### Task material
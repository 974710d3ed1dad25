//! The link registry.

use shlink_core::{AccessType, ClientIdentity, RarItem};
use shlink_crypto::{KeyThumbprint, constant_time_eq};
use shlink_storage::{KeyGuard, KeyLocks, KeyedStore, MemoryStore, modify};
use std::fmt;
use std::sync::Arc;
use tracing::{info, warn};

use super::{Claim, DEFAULT_PIN_LOCKOUT_THRESHOLD, LinkPolicy, LinkTerms};
use crate::error::{ClaimError, PolicyError, PolicyResult};

/// Owner of every link policy.
///
/// [`claim`](Self::claim) runs under the store's per-key atomic update, so
/// two concurrent claims can never both take the last slot. The per-link
/// async [`lock`](Self::lock) serializes longer sequences (a claim and the
/// storing of its token; a policy replacement and its cascading revocation).
pub struct LinkRegistry {
    links: Arc<dyn KeyedStore<LinkPolicy>>,
    owners: Arc<dyn KeyedStore<KeyThumbprint>>,
    locks: KeyLocks,
    lockout_threshold: u32,
    max_claim_limit: Option<u32>,
}

impl LinkRegistry {
    /// Empty in-memory registry with default limits.
    #[must_use]
    pub fn in_memory() -> Self {
        Self::with_stores(Arc::new(MemoryStore::new()), Arc::new(MemoryStore::new()))
    }

    /// Registry backed by existing policy and ownership tables.
    #[must_use]
    pub fn with_stores(
        links: Arc<dyn KeyedStore<LinkPolicy>>,
        owners: Arc<dyn KeyedStore<KeyThumbprint>>,
    ) -> Self {
        Self {
            links,
            owners,
            locks: KeyLocks::new(),
            lockout_threshold: DEFAULT_PIN_LOCKOUT_THRESHOLD,
            max_claim_limit: None,
        }
    }

    /// Set the number of consecutive PIN failures that deactivate a link.
    #[must_use]
    pub fn with_lockout_threshold(mut self, threshold: u32) -> Self {
        self.lockout_threshold = threshold.max(1);
        self
    }

    /// Cap the claim limit a link may be given. Uncapped unless set.
    #[must_use]
    pub fn with_max_claim_limit(mut self, max: Option<u32>) -> Self {
        self.max_claim_limit = max.map(|max| max.max(1));
        self
    }

    /// The PIN lockout threshold.
    #[must_use]
    pub fn lockout_threshold(&self) -> u32 {
        self.lockout_threshold
    }

    /// Replace the policy for `link_id`, starting with no claims and no
    /// PIN failures.
    ///
    /// Containment of `granted_access` in the package's namespace is the
    /// caller's responsibility.
    ///
    /// # Errors
    ///
    /// Returns [`PolicyError::InvalidTerms`] for a claim limit of zero or
    /// above the configured cap, an empty PIN, or a granted item that is not
    /// `read`.
    pub fn put(&self, link_id: &str, terms: LinkTerms) -> PolicyResult<LinkPolicy> {
        self.validate_terms(&terms)?;

        let policy = LinkPolicy::new(link_id, terms);
        let replaced = self.links.put(link_id, policy.clone())?;

        info!(
            link_id,
            claim_limit = policy.claim_limit,
            needs_pin = policy.needs_pin(),
            items = policy.granted_access.len(),
            replaced = replaced.is_some(),
            "Link policy stored"
        );
        Ok(policy)
    }

    fn validate_terms(&self, terms: &LinkTerms) -> PolicyResult<()> {
        let invalid = |reason: String| Err(PolicyError::InvalidTerms { reason });

        if terms.claim_limit == 0 {
            return invalid("claim limit must be at least 1".to_owned());
        }
        if let Some(max) = self.max_claim_limit
            && terms.claim_limit > max
        {
            return invalid(format!(
                "claim limit {} exceeds this server's cap of {max}",
                terms.claim_limit
            ));
        }
        if terms.pin.as_deref().is_some_and(str::is_empty) {
            return invalid("PIN must not be empty".to_owned());
        }
        if let Some(item) = terms
            .granted_access
            .iter()
            .find(|item| item.access_type != AccessType::Read)
        {
            return invalid(format!("links may only grant read access, got {}", item.access_type));
        }
        Ok(())
    }

    /// Claim `link_id` for `client`, returning the rights granted.
    ///
    /// Checked in order: the link is active; the PIN (if set) matches, where
    /// a mismatch counts toward lockout and a match resets the count; a
    /// claim slot is free.
    ///
    /// # Errors
    ///
    /// Returns the [`ClaimError`] describing the refusal. A PIN mismatch
    /// still updates the stored failure count.
    pub fn claim(
        &self,
        link_id: &str,
        supplied_pin: Option<&str>,
        client: &ClientIdentity,
    ) -> Result<Vec<RarItem>, ClaimError> {
        let threshold = self.lockout_threshold;
        let outcome = modify(self.links.as_ref(), link_id, |policy| {
            Self::claim_locked(policy, supplied_pin, client, threshold)
        })?;

        let Some(result) = outcome else {
            return Err(ClaimError::UnknownLink {
                link_id: link_id.to_owned(),
            });
        };

        match &result {
            Ok(items) => info!(
                link_id,
                client = %client.key_id(),
                items = items.len(),
                "Link claimed"
            ),
            Err(ClaimError::PinMismatch {
                failures,
                locked_out,
                ..
            }) if *locked_out => warn!(
                link_id,
                failures, "PIN failure limit reached, link deactivated"
            ),
            Err(e) => info!(link_id, client = %client.key_id(), reason = %e, "Claim refused"),
        }
        result
    }

    fn claim_locked(
        policy: &mut LinkPolicy,
        supplied_pin: Option<&str>,
        client: &ClientIdentity,
        threshold: u32,
    ) -> Result<Vec<RarItem>, ClaimError> {
        if !policy.active {
            return Err(ClaimError::LinkInactive {
                link_id: policy.id.clone(),
            });
        }

        if let Some(pin) = &policy.pin {
            let matches = supplied_pin.is_some_and(|supplied| constant_time_eq(supplied, pin));
            if !matches {
                policy.failures = policy.failures.saturating_add(1);
                let locked_out = policy.failures >= threshold;
                if locked_out {
                    policy.active = false;
                }
                return Err(ClaimError::PinMismatch {
                    link_id: policy.id.clone(),
                    failures: policy.failures,
                    locked_out,
                });
            }
            policy.failures = 0;
        }

        if policy.remaining_claims() == 0 {
            return Err(ClaimError::ClaimLimitReached {
                link_id: policy.id.clone(),
                claim_limit: policy.claim_limit,
            });
        }

        policy.claims.push(Claim {
            active: true,
            client: client.clone(),
        });
        Ok(policy.granted_access.clone())
    }

    /// Record `owner` as the only namespace that may publish `link_id`.
    ///
    /// The first owner recorded keeps the id for good. Returns whether that
    /// owner is `owner`.
    ///
    /// # Errors
    ///
    /// Returns an error if the store fails.
    pub fn bind_owner(&self, link_id: &str, owner: &KeyThumbprint) -> PolicyResult<bool> {
        Ok(match self.owners.put_if_absent(link_id, owner.clone())? {
            None => true,
            Some(current) => &current == owner,
        })
    }

    /// Snapshot of the policy for `link_id`.
    ///
    /// # Errors
    ///
    /// Returns an error if the store fails.
    pub fn get(&self, link_id: &str) -> PolicyResult<Option<LinkPolicy>> {
        Ok(self.links.get(link_id)?)
    }

    /// Exclusive access to `link_id` until the guard drops.
    pub async fn lock(&self, link_id: &str) -> KeyGuard {
        self.locks.lock(link_id).await
    }

    /// Exclusive access to several links, acquired in a deadlock-free order.
    pub async fn lock_many<I, S>(&self, link_ids: I) -> Vec<KeyGuard>
    where
        I: IntoIterator<Item = S>,
        S: AsRef<str>,
    {
        self.locks.lock_many(link_ids).await
    }

    /// Number of registered links.
    #[must_use]
    pub fn len(&self) -> usize {
        self.links.len()
    }

    /// Whether no links are registered.
    #[must_use]
    pub fn is_empty(&self) -> bool {
        self.links.is_empty()
    }
}

impl fmt::Debug for LinkRegistry {
    fn fmt(&self, f: &mut fmt::Formatter<'_>) -> fmt::Result {
        f.debug_struct("LinkRegistry")
            .field("links", &self.links.len())
            .field("lockout_threshold", &self.lockout_threshold)
            .field("max_claim_limit", &self.max_claim_limit)
            .finish_non_exhaustive()
    }
}

#[cfg(test)]
#[path = "registry_tests.rs"]
mod tests;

### Exercise aim
Output nothing but the lines from the one that contains "pub fn bind_owner(&self, link_id: &str, owner: &KeyThumbprint)" through the final line of the entries above, exactly as they appear.

### Result of the exercise
    pub fn bind_owner(&self, link_id: &str, owner: &KeyThumbprint) -> PolicyResult<bool> {
        Ok(match self.owners.put_if_absent(link_id, owner.clone())? {
            None => true,
            Some(current) => &current == owner,
        })
    }

    /// Snapshot of the policy for `link_id`.
    ///
    /// # Errors
    ///
    /// Returns an error if the store fails.
    pub fn get(&self, link_id: &str) -> PolicyResult<Option<LinkPolicy>> {
        Ok(self.links.get(link_id)?)
    }

    /// Exclusive access to `link_id` until the guard drops.
    pub async fn lock(&self, link_id: &str) -> KeyGuard {
        self.locks.lock(link_id).await
    }

    /// Exclusive access to several links, acquired in a deadlock-free order.
    pub async fn lock_many<I, S>(&self, link_ids: I) -> Vec<KeyGuard>
    where
        I: IntoIterator<Item = S>,
        S: AsRef<str>,
    {
        self.locks.lock_many(link_ids).await
    }

    /// Number of registered links.
    #[must_use]
    pub fn len(&self) -> usize {
        self.links.len()
    }

    /// Whether no links are registered.
    #[must_use]
    pub fn is_empty(&self) -> bool {
        self.links.is_empty()
    }
}

impl fmt::Debug for LinkRegistry {
    fn fmt(&self, f: &mut fmt::Formatter<'_>) -> fmt::Result {
        f.debug_struct("LinkRegistry")
            .field("links", &self.links.len())
            .field("lockout_threshold", &self.lockout_threshold)
            .field("max_claim_limit", &self.max_claim_limit)
            .finish_non_exhaustive()
    }
}

#[cfg(test)]
#[path = "registry_tests.rs"]
mod tests;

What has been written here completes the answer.